The second case concerns user generated content (“UGC”). Here the plaintiff uploaded a recording of his 5 years old daughter singing and dancing of the popular Korean song ‘Crazy,’ by Son Dam Bi, to his blog.  The internet blog provider, the defendant in the case, blocked the Plaintiff's blog at the request of the Music Copyright Association of Korea, a second defendant.  The court [Seoul Southern District Court, Decision 2009 GaHap 18800 (2010)] held that the plaintiff should be allowed to upload the content pursuant to Article 28, and citing an earlier Supreme Court decision [Supreme Court of Korea, Decision 97 Da 34839 (1998)] the District Court found that the purpose of quotation cannot be limited to news reporting, criticism, education, and research. 

The case somewhat reminded me of the 2007  ''Prince v Dancing Baby" case in the USA where Universal Music received much criticism for attempting to sue a mother who uploaded a clip of her baby dancing to Prince's 'Lets Go Crazy' onto YouTube.

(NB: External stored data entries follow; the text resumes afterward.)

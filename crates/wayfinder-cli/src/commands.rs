//! CLI commands implementation

use anyhow::{Context, Result};
use serde::Serialize;
use std::path::{Path, PathBuf};
use std::sync::Arc;
use tracing::warn;
use wayfinder_core::{CompletionClient, Config, OpenAiClient};

use crate::agent::{AgentConfig, PromptBuilder, ReactController, Turn};
use crate::bench::{self, Benchmark};
use crate::capabilities::security::TerminalApproval;
use crate::capabilities::Computer;
use crate::computer::LocalComputer;
use crate::progress::Activity;

// ANSI color codes
const GREEN: &str = "\x1b[92m";
const RED: &str = "\x1b[91m";
const YELLOW: &str = "\x1b[93m";
const BLUE: &str = "\x1b[94m";
const BOLD: &str = "\x1b[1m";
const DIM: &str = "\x1b[2m";
const RESET: &str = "\x1b[0m";

fn print_status(ok: bool, msg: &str) {
    let icon = if ok {
        format!("{}✓{}", GREEN, RESET)
    } else {
        format!("{}✗{}", RED, RESET)
    };
    println!("  {} {}", icon, msg);
}

fn build_client(config: &Config) -> Result<Arc<dyn CompletionClient>> {
    if config.endpoint.api_key.is_none() && config.endpoint.base_url.contains("api.openai.com") {
        warn!("No API key configured for api.openai.com");
        eprintln!(
            "{}Warning:{} no API key set. Use WAYFINDER_API_KEY, OPENAI_API_KEY or [endpoint].api_key.",
            YELLOW, RESET
        );
    }
    let client = OpenAiClient::new(&config.endpoint)?;
    Ok(Arc::new(client))
}

/// The returned spinner handle is the one program confirmation suspends
fn build_agent(
    config: &Config,
    start: Option<PathBuf>,
    yes: bool,
) -> Result<(ReactController<LocalComputer>, Activity)> {
    let start = match start {
        Some(dir) => dir,
        None => std::env::current_dir().context("Failed to determine current directory")?,
    };
    let activity = Activity::new();
    let approval = if yes || !config.programs.confirm {
        TerminalApproval::auto()
    } else {
        TerminalApproval::new()
    }
    .with_activity(activity.clone());

    let computer = LocalComputer::new(&start, config, Box::new(approval))?;
    let client = build_client(config)?;
    let agent = ReactController::new(client, computer, AgentConfig::from_settings(&config.agent));
    Ok((agent, activity))
}

#[derive(Debug, Serialize)]
struct AskOutput<'a> {
    answer: &'a str,
    answered: bool,
    steps: usize,
    current_directory: &'a str,
    turns: &'a [Turn],
}

/// Run one task against the local filesystem
pub async fn ask(
    config: &Config,
    task: &str,
    start: Option<PathBuf>,
    yes: bool,
    show_scratchpad: bool,
    json: bool,
) -> Result<()> {
    if task.trim().is_empty() {
        anyhow::bail!("No task provided");
    }

    let (mut agent, activity) = build_agent(config, start, yes)?;

    activity.start("Working...", agent.config().verbose || json);
    let result = agent.run_task(task).await;
    activity.finish();
    let report = result?;

    let current = agent.computer().navigation().current().to_string();

    if json {
        let output = AskOutput {
            answer: report.message(),
            answered: report.answered(),
            steps: report.steps,
            current_directory: &current,
            turns: &report.turns,
        };
        println!("{}", serde_json::to_string_pretty(&output)?);
        return Ok(());
    }

    if show_scratchpad {
        println!("{}Scratchpad{}", BOLD, RESET);
        println!("{}", agent.scratchpad_text().trim_start());
        println!();
    }

    let color = if report.answered() { GREEN } else { YELLOW };
    println!("{}{}{}", color, report.message(), RESET);
    println!("{}[{} step(s), now in {}]{}", DIM, report.steps, current, RESET);
    Ok(())
}

/// Interactive session against the local filesystem
pub async fn chat(config: &Config, start: Option<PathBuf>, yes: bool) -> Result<()> {
    let (agent, activity) = build_agent(config, start, yes)?;
    crate::repl::run(agent, activity).await
}

/// Print the first prompt a task would send
pub fn prompt(task: &str) -> Result<()> {
    println!("{}", PromptBuilder::new().render(task, "", 1));
    Ok(())
}

/// Run the benchmark scenarios
pub async fn bench(config: &Config, runs: usize, out: &Path, only: &[String]) -> Result<()> {
    let cases: Vec<_> = bench::cases()
        .into_iter()
        .filter(|c| only.is_empty() || only.iter().any(|o| o.eq_ignore_ascii_case(c.name)))
        .collect();
    if cases.is_empty() {
        anyhow::bail!("No benchmark case matches {:?}", only);
    }

    let client = build_client(config)?;
    let agent_config = AgentConfig::from_settings(&config.agent).with_verbose(false);
    let benchmark = Benchmark::new(client, agent_config, runs, out)?;

    println!("{}Benchmark{}", BOLD, RESET);
    println!("  Model: {}", config.endpoint.model);
    println!("  Cases: {}", cases.len());
    println!("  Runs per case: {}", runs.max(1));
    println!();

    let report = benchmark.run(&cases).await?;

    println!();
    for case in &report.cases {
        println!(
            "  {}{}{} ({:.2}%) - {}",
            BLUE,
            case.case_name,
            RESET,
            case.success_rate(),
            case.description
        );
    }
    println!();
    println!("{}Overall score:{} {:.2}%", BOLD, RESET, report.score);
    println!("{}Results:{} {}", DIM, RESET, benchmark.dir().display());
    Ok(())
}

/// Check the completion endpoint answers
pub async fn health(config: &Config) -> Result<()> {
    let client = OpenAiClient::new(&config.endpoint)?;
    println!("{}Endpoint{}", BOLD, RESET);
    println!("  URL: {}", client.base_url());
    println!("  Model: {}", config.endpoint.model);

    if client.health_check().await? {
        print_status(true, "Endpoint is reachable");
        Ok(())
    } else {
        print_status(false, "Endpoint did not answer on /models");
        anyhow::bail!("Endpoint is not reachable")
    }
}

/// Write a default configuration file
pub fn config_init() -> Result<()> {
    match Config::create_default() {
        Ok(path) => {
            println!("{}Created:{} {}", GREEN, RESET, path.display());
            println!("\nEdit this file to point wayfinder at your completion endpoint.");
        }
        Err(e) => {
            if e.to_string().contains("already exists") {
                println!("{}", e);
            } else {
                return Err(e);
            }
        }
    }
    Ok(())
}

/// Show the resolved configuration
pub fn config_show(config: &Config, source: Option<&Path>) -> Result<()> {
    println!("{}Configuration{}", BOLD, RESET);
    match source {
        Some(path) => println!("  Path: {}", path.display()),
        None => println!("  Path: (built-in defaults)"),
    }
    println!();
    println!("{}", config.to_display_toml()?);
    Ok(())
}
//! In-memory computer with Windows-style paths
//!
//! Used by the benchmark scenarios and the controller tests. Programs are
//! plain functions keyed by file stem, so `C:\applications\shutdown.exe`
//! runs whatever is registered under `shutdown`.

use anyhow::Result;
use async_trait::async_trait;
use std::collections::{BTreeMap, HashMap};
use wayfinder_core::{NavigationState, PathFlavor};

use crate::capabilities::{Computer, DirectoryMatch};

pub const ROOT: &str = "C:\\";

const MAX_MATCHES: usize = 10;
const HISTORY_LIMIT: usize = 100;

/// A program on the simulated computer
pub type Program = fn(&mut SimulatedComputer, &BTreeMap<String, String>) -> String;

#[derive(Debug, Clone, Copy, PartialEq, Eq)]
pub enum EntryKind {
    Folder,
    File,
}

#[derive(Debug, Clone, PartialEq, Eq)]
pub struct Entry {
    pub kind: EntryKind,
    pub date_modified: String,
}

#[derive(Clone)]
pub struct SimulatedComputer {
    entries: BTreeMap<String, Entry>,
    programs: HashMap<String, Program>,
    navigation: NavigationState,
    is_on: bool,
}

impl std::fmt::Debug for SimulatedComputer {
    fn fmt(&self, f: &mut std::fmt::Formatter<'_>) -> std::fmt::Result {
        f.debug_struct("SimulatedComputer")
            .field("entries", &self.entries.len())
            .field("programs", &self.programs.len())
            .field("current", &self.navigation.current())
            .field("is_on", &self.is_on)
            .finish()
    }
}

impl Default for SimulatedComputer {
    fn default() -> Self {
        Self::new()
    }
}

impl SimulatedComputer {
    /// A powered-on computer holding only `C:\`
    pub fn new() -> Self {
        let mut entries = BTreeMap::new();
        entries.insert(
            ROOT.to_string(),
            Entry {
                kind: EntryKind::Folder,
                date_modified: "2024-02-20".to_string(),
            },
        );

        Self {
            entries,
            programs: HashMap::new(),
            navigation: NavigationState::new(ROOT, HISTORY_LIMIT),
            is_on: true,
        }
    }

    pub fn with_folder(mut self, path: &str, date_modified: &str) -> Self {
        self.insert(path, EntryKind::Folder, date_modified);
        self
    }

    pub fn with_file(mut self, path: &str, date_modified: &str) -> Self {
        self.insert(path, EntryKind::File, date_modified);
        self
    }

    /// Register the program run for files whose stem is `stem`
    pub fn with_program(mut self, stem: &str, program: Program) -> Self {
        self.programs.insert(stem.to_string(), program);
        self
    }

    fn insert(&mut self, path: &str, kind: EntryKind, date_modified: &str) {
        self.entries.insert(
            normalize(path),
            Entry {
                kind,
                date_modified: date_modified.to_string(),
            },
        );
    }

    /// Power on, back at `C:\` with empty history
    pub fn reset(&mut self) {
        self.is_on = true;
        self.navigation = NavigationState::new(ROOT, HISTORY_LIMIT);
    }

    pub fn power_off(&mut self) {
        self.is_on = false;
    }

    pub fn is_on(&self) -> bool {
        self.is_on
    }

    fn kind(&self, path: &str) -> Option<EntryKind> {
        self.entries.get(path).map(|e| e.kind)
    }

    fn is_folder(&self, path: &str) -> bool {
        self.kind(path) == Some(EntryKind::Folder)
    }

    fn is_file(&self, path: &str) -> bool {
        self.kind(path) == Some(EntryKind::File)
    }
}

/// Drop trailing separators, except on a drive root
fn normalize(path: &str) -> String {
    let path = path.trim();
    if PathFlavor::Windows.is_root(path) {
        return path.to_string();
    }
    let trimmed = path.trim_end_matches('\\');
    if trimmed.ends_with(':') {
        format!("{}\\", trimmed)
    } else {
        trimmed.to_string()
    }
}

#[async_trait]
impl Computer for SimulatedComputer {
    fn change_directory(&mut self, path: &str) -> Result<bool> {
        let path = normalize(path);
        if !self.is_folder(&path) {
            return Ok(false);
        }
        self.navigation.navigate_to(path);
        Ok(true)
    }

    fn go_up(&mut self) -> Result<bool> {
        let parent = PathFlavor::Windows.parent(self.navigation.current());
        if !self.is_folder(&parent) {
            return Ok(false);
        }
        Ok(self.navigation.go_up(PathFlavor::Windows))
    }

    fn go_back(&mut self) -> Result<bool> {
        Ok(self.navigation.go_back())
    }

    fn go_forward(&mut self) -> Result<bool> {
        Ok(self.navigation.go_forward())
    }

    fn current_directory(&self) -> Result<String> {
        Ok(self.navigation.current().to_string())
    }

    fn list_directory(&self) -> Result<Vec<String>> {
        let current = self.navigation.current();
        Ok(self
            .entries
            .keys()
            .filter(|path| path.as_str() != current)
            .filter(|path| PathFlavor::Windows.parent(path) == current)
            .map(|path| PathFlavor::Windows.file_name(path).to_string())
            .collect())
    }

    fn find_directory(&self, query: &str) -> Result<Vec<DirectoryMatch>> {
        let needle = query.to_lowercase();
        Ok(self
            .entries
            .iter()
            .filter(|(path, entry)| entry.kind == EntryKind::Folder && path.as_str() != ROOT)
            .filter_map(|(path, entry)| {
                let name = PathFlavor::Windows.file_name(path);
                name.to_lowercase().contains(&needle).then(|| DirectoryMatch {
                    name: name.to_string(),
                    path: path.clone(),
                    date_modified: entry.date_modified.clone(),
                })
            })
            .take(MAX_MATCHES)
            .collect())
    }

    async fn run_application(
        &mut self,
        path: &str,
        kwargs: &BTreeMap<String, String>,
    ) -> Result<String> {
        if !self.is_on {
            return Ok("Computer is off.".to_string());
        }

        let requested = normalize(path);
        let relative = PathFlavor::Windows.join(self.navigation.current(), &requested);
        let resolved = if self.is_file(&relative) {
            relative
        } else if self.is_file(&requested) {
            requested
        } else {
            return Ok(format!("{} is not a valid program.", path));
        };

        let stem = PathFlavor::Windows
            .file_name(&resolved)
            .split('.')
            .next()
            .unwrap_or_default()
            .to_string();

        match self.programs.get(&stem).copied() {
            Some(program) => Ok(program(self, kwargs)),
            None => Ok(format!("{} is not a valid program.", path)),
        }
    }

    fn navigation(&self) -> &NavigationState {
        &self.navigation
    }
}

#[cfg(test)]
mod tests {
    use super::*;

    fn computer() -> SimulatedComputer {
        SimulatedComputer::new()
            .with_folder("C:\\applications", "2024-02-20")
            .with_folder("C:\\Users\\me\\Applications Data", "2024-03-01")
            .with_file("C:\\applications\\hello_world.exe", "2024-02-20")
            .with_program("hello_world", |_, kwargs| {
                format!(
                    "Hello {}!",
                    kwargs.get("arguments").map(String::as_str).unwrap_or("World")
                )
            })
    }

    #[test]
    fn test_change_directory_requires_folder() {
        let mut c = computer();
        assert!(!c.change_directory("C:\\applications\\hello_world.exe").unwrap());
        assert!(!c.change_directory("C:\\missing").unwrap());
        assert!(c.change_directory("C:\\applications\\").unwrap());
        assert_eq!(c.current_directory().unwrap(), "C:\\applications");
    }

    #[test]
    fn test_change_to_current_succeeds_without_history() {
        let mut c = computer();
        assert!(c.change_directory("C:\\").unwrap());
        assert!(!c.navigation().can_go_back());
    }

    #[test]
    fn test_go_up_needs_existing_parent() {
        let mut c = computer();
        assert!(c.change_directory("C:\\Users\\me\\Applications Data").unwrap());
        // C:\Users\me was never created
        assert!(!c.go_up().unwrap());
        assert_eq!(c.current_directory().unwrap(), "C:\\Users\\me\\Applications Data");

        c.change_directory("C:\\applications").unwrap();
        assert!(c.go_up().unwrap());
        assert!(!c.go_up().unwrap());
    }

    #[test]
    fn test_find_directory_is_case_insensitive() {
        let c = computer();
        let found = c.find_directory("APPLICATIONS").unwrap();
        let paths: Vec<&str> = found.iter().map(|m| m.path.as_str()).collect();
        assert_eq!(paths, ["C:\\Users\\me\\Applications Data", "C:\\applications"]);
        assert!(c.find_directory("C:").unwrap().is_empty());
    }

    #[test]
    fn test_list_directory() {
        let mut c = computer();
        assert_eq!(c.list_directory().unwrap(), ["applications"]);
        c.change_directory("C:\\applications").unwrap();
        assert_eq!(c.list_directory().unwrap(), ["hello_world.exe"]);
    }

    #[tokio::test]
    async fn test_run_application_relative_and_absolute() {
        let mut c = computer();
        let mut kwargs = BTreeMap::new();
        assert_eq!(
            c.run_application("C:\\applications\\hello_world.exe", &kwargs).await.unwrap(),
            "Hello World!"
        );

        c.change_directory("C:\\applications").unwrap();
        kwargs.insert("arguments".to_string(), "Ada".to_string());
        assert_eq!(c.run_application("hello_world.exe", &kwargs).await.unwrap(), "Hello Ada!");

        assert_eq!(
            c.run_application("C:\\applications", &kwargs).await.unwrap(),
            "C:\\applications is not a valid program."
        );
    }

    #[tokio::test]
    async fn test_power_and_reset() {
        let mut c = computer();
        c.change_directory("C:\\applications").unwrap();
        c.power_off();
        assert_eq!(
            c.run_application("hello_world.exe", &BTreeMap::new()).await.unwrap(),
            "Computer is off."
        );

        c.reset();
        assert!(c.is_on());
        assert_eq!(c.current_directory().unwrap(), ROOT);
        assert!(!c.navigation().can_go_back());
    }
}
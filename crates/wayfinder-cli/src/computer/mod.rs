//! Computers the agent can act upon

pub mod local;
pub mod simulated;

pub use local::LocalComputer;
pub use simulated::SimulatedComputer;
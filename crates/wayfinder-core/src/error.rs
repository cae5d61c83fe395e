//! Error types for the completion transport

use thiserror::Error;

/// Failure talking to the completion endpoint
#[derive(Error, Debug)]
pub enum CompletionError {
    #[error("HTTP error: {0}")]
    Http(#[from] reqwest::Error),

    #[error("Endpoint returned status {status}: {body}")]
    Status { status: u16, body: String },

    #[error("Invalid completion response: {0}")]
    Decode(String),

    #[error("Completion endpoint unavailable: {0}")]
    Unavailable(String),
}

impl From<serde_json::Error> for CompletionError {
    fn from(e: serde_json::Error) -> Self {
        CompletionError::Decode(e.to_string())
    }
}
//! Content emergence analysis over free-text declaration notes.
//!
//! Scores a block of text for emergence-risk themes: self-referential,
//! self-organizing, or boundary-blurring language in an agent's own notes.
//! Detection is a fixed catalogue of named themes, each a set of trigger
//! phrases matched case-insensitively as substrings. Deterministic, no
//! state: the same input always yields the same output.

use serde::{Deserialize, Serialize};
use tracing::debug;

use covenant_core::ContentEmergence;

/// One named emergence theme: trigger phrases plus the weight it contributes.
#[derive(Debug, Clone, Serialize, Deserialize)]
pub struct Theme {
    /// Theme name used in reason strings
    pub name: String,
    /// Phrases matched case-insensitively as substrings
    pub triggers: Vec<String>,
    /// Weight added to the running total when any trigger matches
    pub weight: f64,
}

impl Theme {
    /// Build a theme from static trigger phrases.
    pub fn new(name: &str, triggers: &[&str], weight: f64) -> Self {
        Self {
            name: name.to_string(),
            triggers: triggers.iter().map(|t| t.to_string()).collect(),
            weight,
        }
    }
}

/// Theme catalogue configuration.
#[derive(Debug, Clone, Serialize, Deserialize)]
pub struct EmergenceConfig {
    /// The themes to scan for
    pub themes: Vec<Theme>,
}

impl Default for EmergenceConfig {
    fn default() -> Self {
        Self {
            themes: vec![
                Theme::new(
                    "self-organization",
                    &["self-organization", "self-organizing", "self organizing"],
                    1.0,
                ),
                Theme::new(
                    "meta-reflection",
                    &["meta-reflection", "metacognition", "reflecting on my own"],
                    1.0,
                ),
                Theme::new(
                    "harmonious-resonance",
                    &["harmonious resonance", "resonance", "harmonic convergence"],
                    0.8,
                ),
                Theme::new("paradox", &["paradox", "paradoxical"], 0.6),
                Theme::new(
                    "emergent-consciousness",
                    &["emergent consciousness", "emergence", "self-aware", "becoming aware"],
                    1.2,
                ),
            ],
        }
    }
}

/// Scores free text against the emergence theme catalogue.
#[derive(Debug, Clone)]
pub struct ContentEmergenceAnalyzer {
    themes: Vec<Theme>,
    // Lowercased triggers, precomputed once so analyze() stays allocation-light.
    lowered: Vec<Vec<String>>,
    total_weight: f64,
}

impl ContentEmergenceAnalyzer {
    /// Create an analyzer from a theme catalogue.
    pub fn new(config: EmergenceConfig) -> Self {
        let lowered = config
            .themes
            .iter()
            .map(|t| t.triggers.iter().map(|p| p.to_lowercase()).collect())
            .collect();
        let total_weight: f64 = config.themes.iter().map(|t| t.weight).sum();
        Self {
            themes: config.themes,
            lowered,
            total_weight,
        }
    }

    /// Score a block of text for emergence-risk themes.
    ///
    /// Empty or whitespace-only text scores 0 with no reasons. The score is
    /// the matched-weight total normalized by the catalogue's total weight,
    /// clamped to `[0, 1]`.
    pub fn analyze(&self, text: &str) -> ContentEmergence {
        if text.trim().is_empty() || self.total_weight <= 0.0 {
            return ContentEmergence::default();
        }

        let haystack = text.to_lowercase();
        let mut matched_weight = 0.0;
        let mut reasons = Vec::new();

        for (theme, triggers) in self.themes.iter().zip(&self.lowered) {
            if triggers.iter().any(|t| haystack.contains(t.as_str())) {
                matched_weight += theme.weight;
                reasons.push(format!("theme:{} matched", theme.name));
            }
        }

        let score = (matched_weight / self.total_weight).clamp(0.0, 1.0);
        if !reasons.is_empty() {
            debug!(score, themes = reasons.len(), "content emergence themes matched");
        }

        ContentEmergence { score, reasons }
    }
}

impl Default for ContentEmergenceAnalyzer {
    fn default() -> Self {
        Self::new(EmergenceConfig::default())
    }
}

UMC issued a takedown notice for infringement of their sound recording rights, but in 2010 a District Court granted partial summary judgment to the mother allowing fair use -saying that UMC should have considered this before issuing a takedown notice, and would have to show bad faith to prevail, 

The Korean precedents perhaps indicate that the courts in Korea might well be prepared to adopt a flexible approach to the new exceptions to copyright - hopefully moulding the new legislation into a workable framework for the digital age.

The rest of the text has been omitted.